Segment Start: Supplied records
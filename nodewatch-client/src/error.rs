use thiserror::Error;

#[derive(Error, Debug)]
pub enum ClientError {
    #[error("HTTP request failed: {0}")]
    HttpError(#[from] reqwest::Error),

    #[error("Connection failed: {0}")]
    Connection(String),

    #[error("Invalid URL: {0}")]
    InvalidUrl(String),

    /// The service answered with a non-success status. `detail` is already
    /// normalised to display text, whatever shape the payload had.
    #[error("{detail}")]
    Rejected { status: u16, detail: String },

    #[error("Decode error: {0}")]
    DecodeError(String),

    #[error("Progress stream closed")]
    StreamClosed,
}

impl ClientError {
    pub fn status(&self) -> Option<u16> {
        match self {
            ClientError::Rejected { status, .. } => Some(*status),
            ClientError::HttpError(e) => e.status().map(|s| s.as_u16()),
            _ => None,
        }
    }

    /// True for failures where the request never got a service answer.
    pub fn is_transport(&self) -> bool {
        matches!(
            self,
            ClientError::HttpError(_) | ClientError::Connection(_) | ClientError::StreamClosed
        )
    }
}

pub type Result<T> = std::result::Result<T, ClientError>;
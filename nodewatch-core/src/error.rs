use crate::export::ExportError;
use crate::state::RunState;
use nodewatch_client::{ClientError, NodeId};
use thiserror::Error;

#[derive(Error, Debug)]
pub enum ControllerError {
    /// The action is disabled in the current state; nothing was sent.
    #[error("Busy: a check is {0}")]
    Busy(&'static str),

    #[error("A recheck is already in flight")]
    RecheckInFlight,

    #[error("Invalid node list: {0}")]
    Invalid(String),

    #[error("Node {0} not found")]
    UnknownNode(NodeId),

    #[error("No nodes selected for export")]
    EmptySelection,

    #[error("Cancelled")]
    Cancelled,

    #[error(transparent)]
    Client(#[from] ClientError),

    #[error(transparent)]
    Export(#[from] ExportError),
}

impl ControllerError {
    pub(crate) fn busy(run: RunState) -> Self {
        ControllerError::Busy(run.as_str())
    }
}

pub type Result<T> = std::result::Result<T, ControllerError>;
Segment End: Supplied records
Segment Start: Supplied records
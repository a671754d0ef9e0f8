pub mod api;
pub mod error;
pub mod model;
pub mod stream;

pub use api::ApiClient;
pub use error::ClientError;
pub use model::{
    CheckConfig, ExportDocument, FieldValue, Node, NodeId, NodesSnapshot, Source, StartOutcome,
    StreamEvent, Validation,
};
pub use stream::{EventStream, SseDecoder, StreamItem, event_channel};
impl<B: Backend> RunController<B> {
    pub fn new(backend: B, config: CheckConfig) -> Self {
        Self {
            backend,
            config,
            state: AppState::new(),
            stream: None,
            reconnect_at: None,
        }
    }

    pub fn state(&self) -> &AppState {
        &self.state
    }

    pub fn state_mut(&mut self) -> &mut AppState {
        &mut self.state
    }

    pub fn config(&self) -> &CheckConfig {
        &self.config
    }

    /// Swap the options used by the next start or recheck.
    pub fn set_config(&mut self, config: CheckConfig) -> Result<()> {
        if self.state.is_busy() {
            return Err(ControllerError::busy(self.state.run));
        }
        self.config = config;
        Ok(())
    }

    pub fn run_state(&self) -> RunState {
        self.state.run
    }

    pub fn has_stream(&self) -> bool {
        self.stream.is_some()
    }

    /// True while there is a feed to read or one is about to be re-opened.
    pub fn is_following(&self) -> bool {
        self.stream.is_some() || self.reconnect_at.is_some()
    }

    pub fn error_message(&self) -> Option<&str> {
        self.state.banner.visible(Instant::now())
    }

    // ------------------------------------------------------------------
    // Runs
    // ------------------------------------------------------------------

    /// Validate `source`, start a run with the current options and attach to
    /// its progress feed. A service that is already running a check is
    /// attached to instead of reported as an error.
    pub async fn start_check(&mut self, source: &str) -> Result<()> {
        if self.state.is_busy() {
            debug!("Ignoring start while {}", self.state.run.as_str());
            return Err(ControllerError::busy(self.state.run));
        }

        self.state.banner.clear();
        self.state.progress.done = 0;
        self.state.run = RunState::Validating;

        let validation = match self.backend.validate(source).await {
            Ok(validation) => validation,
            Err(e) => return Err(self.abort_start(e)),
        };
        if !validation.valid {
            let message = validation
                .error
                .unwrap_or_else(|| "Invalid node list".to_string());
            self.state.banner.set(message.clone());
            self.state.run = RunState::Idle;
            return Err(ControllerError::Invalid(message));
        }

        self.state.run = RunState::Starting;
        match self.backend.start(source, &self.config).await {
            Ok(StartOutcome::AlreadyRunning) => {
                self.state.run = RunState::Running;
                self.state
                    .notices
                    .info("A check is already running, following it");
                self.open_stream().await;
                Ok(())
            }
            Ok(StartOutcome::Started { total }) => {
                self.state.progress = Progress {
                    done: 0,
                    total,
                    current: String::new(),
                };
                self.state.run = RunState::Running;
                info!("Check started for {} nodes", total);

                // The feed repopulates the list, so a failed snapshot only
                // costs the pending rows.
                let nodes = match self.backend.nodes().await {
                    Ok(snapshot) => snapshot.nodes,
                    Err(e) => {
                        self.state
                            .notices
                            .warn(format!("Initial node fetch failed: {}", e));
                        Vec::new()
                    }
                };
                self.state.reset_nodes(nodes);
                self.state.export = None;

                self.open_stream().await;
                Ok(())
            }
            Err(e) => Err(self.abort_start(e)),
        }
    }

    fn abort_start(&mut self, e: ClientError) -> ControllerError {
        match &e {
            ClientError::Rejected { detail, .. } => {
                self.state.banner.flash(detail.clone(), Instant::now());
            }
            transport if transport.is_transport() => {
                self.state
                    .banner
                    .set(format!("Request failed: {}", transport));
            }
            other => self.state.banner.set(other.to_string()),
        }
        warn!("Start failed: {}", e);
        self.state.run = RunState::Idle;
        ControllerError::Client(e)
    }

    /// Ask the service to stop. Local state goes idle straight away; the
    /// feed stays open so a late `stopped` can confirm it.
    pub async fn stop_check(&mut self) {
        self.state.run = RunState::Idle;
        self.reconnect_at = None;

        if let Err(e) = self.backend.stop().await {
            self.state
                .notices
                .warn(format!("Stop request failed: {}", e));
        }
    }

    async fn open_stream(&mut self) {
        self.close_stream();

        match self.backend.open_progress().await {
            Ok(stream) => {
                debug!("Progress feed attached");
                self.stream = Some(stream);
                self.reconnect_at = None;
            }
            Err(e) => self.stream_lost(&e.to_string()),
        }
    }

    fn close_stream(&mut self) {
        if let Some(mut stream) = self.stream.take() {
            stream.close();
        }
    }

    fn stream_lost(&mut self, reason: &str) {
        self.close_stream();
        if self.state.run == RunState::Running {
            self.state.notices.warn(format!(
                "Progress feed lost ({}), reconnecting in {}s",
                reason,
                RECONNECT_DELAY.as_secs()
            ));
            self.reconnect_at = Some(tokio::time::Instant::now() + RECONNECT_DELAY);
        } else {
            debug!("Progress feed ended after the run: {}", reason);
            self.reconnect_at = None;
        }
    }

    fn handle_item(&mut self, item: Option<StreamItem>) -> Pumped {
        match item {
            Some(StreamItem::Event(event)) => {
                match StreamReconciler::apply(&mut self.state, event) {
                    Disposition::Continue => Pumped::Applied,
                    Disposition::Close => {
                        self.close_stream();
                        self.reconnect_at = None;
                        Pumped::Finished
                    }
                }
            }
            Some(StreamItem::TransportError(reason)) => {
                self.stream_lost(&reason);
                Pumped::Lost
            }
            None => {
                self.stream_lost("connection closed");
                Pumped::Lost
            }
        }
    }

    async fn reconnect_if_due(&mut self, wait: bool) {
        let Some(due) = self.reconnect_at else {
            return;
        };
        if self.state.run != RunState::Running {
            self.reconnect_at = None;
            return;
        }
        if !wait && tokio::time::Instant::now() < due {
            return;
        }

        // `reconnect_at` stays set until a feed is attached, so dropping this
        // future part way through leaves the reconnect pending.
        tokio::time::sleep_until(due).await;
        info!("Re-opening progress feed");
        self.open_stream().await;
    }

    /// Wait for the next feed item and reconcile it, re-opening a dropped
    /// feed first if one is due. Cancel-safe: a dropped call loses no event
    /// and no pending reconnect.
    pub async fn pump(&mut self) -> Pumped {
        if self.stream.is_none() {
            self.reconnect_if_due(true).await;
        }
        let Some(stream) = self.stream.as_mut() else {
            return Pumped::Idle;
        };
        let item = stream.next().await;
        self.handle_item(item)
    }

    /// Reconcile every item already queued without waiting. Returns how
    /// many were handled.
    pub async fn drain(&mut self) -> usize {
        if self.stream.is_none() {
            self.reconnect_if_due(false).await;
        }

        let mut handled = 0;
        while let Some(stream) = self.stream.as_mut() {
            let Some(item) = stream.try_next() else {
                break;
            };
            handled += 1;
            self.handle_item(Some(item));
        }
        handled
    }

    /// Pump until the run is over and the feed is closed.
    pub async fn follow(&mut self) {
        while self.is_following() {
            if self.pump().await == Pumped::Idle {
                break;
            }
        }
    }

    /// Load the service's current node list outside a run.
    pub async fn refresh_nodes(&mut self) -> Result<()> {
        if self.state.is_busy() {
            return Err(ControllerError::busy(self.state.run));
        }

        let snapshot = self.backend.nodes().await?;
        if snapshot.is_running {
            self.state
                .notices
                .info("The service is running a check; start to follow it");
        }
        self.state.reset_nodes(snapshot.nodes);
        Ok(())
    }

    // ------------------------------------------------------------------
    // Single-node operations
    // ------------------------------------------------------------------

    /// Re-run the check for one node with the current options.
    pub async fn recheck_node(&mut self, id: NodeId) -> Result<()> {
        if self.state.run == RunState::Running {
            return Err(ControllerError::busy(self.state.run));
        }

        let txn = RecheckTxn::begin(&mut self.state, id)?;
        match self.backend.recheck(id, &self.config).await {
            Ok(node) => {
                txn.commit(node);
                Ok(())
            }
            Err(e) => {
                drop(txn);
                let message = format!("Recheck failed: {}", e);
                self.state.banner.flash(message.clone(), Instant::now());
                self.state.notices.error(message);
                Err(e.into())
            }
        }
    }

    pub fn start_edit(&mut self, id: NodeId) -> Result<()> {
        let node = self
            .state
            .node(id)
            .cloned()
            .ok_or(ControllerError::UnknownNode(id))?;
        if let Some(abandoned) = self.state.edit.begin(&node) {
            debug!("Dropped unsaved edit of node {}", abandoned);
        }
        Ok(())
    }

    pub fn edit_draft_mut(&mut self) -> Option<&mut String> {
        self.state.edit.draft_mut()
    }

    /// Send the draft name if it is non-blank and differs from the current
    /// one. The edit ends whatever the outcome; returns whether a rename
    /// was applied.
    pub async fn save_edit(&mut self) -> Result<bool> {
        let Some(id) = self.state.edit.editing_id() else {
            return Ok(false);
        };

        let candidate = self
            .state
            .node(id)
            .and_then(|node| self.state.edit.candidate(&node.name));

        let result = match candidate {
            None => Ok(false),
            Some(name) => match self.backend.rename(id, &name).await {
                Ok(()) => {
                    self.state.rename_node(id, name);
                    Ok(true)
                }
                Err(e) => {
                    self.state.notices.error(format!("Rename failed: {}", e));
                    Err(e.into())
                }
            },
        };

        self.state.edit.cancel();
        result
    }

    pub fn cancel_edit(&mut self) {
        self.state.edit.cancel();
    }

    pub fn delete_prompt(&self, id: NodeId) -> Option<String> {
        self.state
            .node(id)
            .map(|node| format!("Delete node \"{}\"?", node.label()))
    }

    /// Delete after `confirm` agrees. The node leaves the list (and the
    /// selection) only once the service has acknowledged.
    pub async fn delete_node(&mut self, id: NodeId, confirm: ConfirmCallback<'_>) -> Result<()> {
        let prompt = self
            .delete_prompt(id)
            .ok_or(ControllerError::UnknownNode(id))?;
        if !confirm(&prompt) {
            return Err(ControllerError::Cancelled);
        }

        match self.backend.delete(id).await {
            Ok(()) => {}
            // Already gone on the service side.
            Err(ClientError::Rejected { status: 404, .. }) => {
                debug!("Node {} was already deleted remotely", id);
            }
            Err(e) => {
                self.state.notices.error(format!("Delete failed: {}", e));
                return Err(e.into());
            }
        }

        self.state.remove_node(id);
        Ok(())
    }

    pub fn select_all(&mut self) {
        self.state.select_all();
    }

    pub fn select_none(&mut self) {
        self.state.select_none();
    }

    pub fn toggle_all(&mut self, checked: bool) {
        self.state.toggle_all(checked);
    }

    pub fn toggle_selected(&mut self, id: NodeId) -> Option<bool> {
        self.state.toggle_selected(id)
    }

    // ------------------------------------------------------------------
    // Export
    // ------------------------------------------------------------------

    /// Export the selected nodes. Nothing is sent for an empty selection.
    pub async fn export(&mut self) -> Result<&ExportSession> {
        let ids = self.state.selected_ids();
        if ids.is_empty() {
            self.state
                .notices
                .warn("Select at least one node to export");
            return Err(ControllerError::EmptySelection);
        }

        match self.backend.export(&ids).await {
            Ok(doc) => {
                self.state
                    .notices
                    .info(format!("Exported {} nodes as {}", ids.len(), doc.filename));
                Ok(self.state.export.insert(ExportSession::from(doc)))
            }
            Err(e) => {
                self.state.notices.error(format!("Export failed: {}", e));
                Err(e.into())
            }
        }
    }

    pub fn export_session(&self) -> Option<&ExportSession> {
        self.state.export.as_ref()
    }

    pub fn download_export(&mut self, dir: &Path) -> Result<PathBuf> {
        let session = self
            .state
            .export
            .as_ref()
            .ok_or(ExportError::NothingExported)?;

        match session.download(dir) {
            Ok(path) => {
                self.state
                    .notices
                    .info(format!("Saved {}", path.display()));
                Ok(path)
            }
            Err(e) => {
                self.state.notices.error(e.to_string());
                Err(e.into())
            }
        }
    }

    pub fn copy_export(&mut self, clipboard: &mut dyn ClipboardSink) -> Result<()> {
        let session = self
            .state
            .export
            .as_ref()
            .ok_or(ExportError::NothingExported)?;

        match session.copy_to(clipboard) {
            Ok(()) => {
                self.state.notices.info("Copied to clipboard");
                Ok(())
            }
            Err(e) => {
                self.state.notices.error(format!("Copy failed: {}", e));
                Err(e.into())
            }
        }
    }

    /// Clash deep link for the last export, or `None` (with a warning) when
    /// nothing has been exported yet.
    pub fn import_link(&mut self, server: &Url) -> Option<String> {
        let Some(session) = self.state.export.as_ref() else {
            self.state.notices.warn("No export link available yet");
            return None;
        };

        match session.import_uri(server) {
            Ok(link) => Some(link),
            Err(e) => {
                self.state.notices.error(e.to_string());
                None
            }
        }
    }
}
Segment End: Supplied records
After reading the records above, say how many lines hold the string "from", using only a number.

5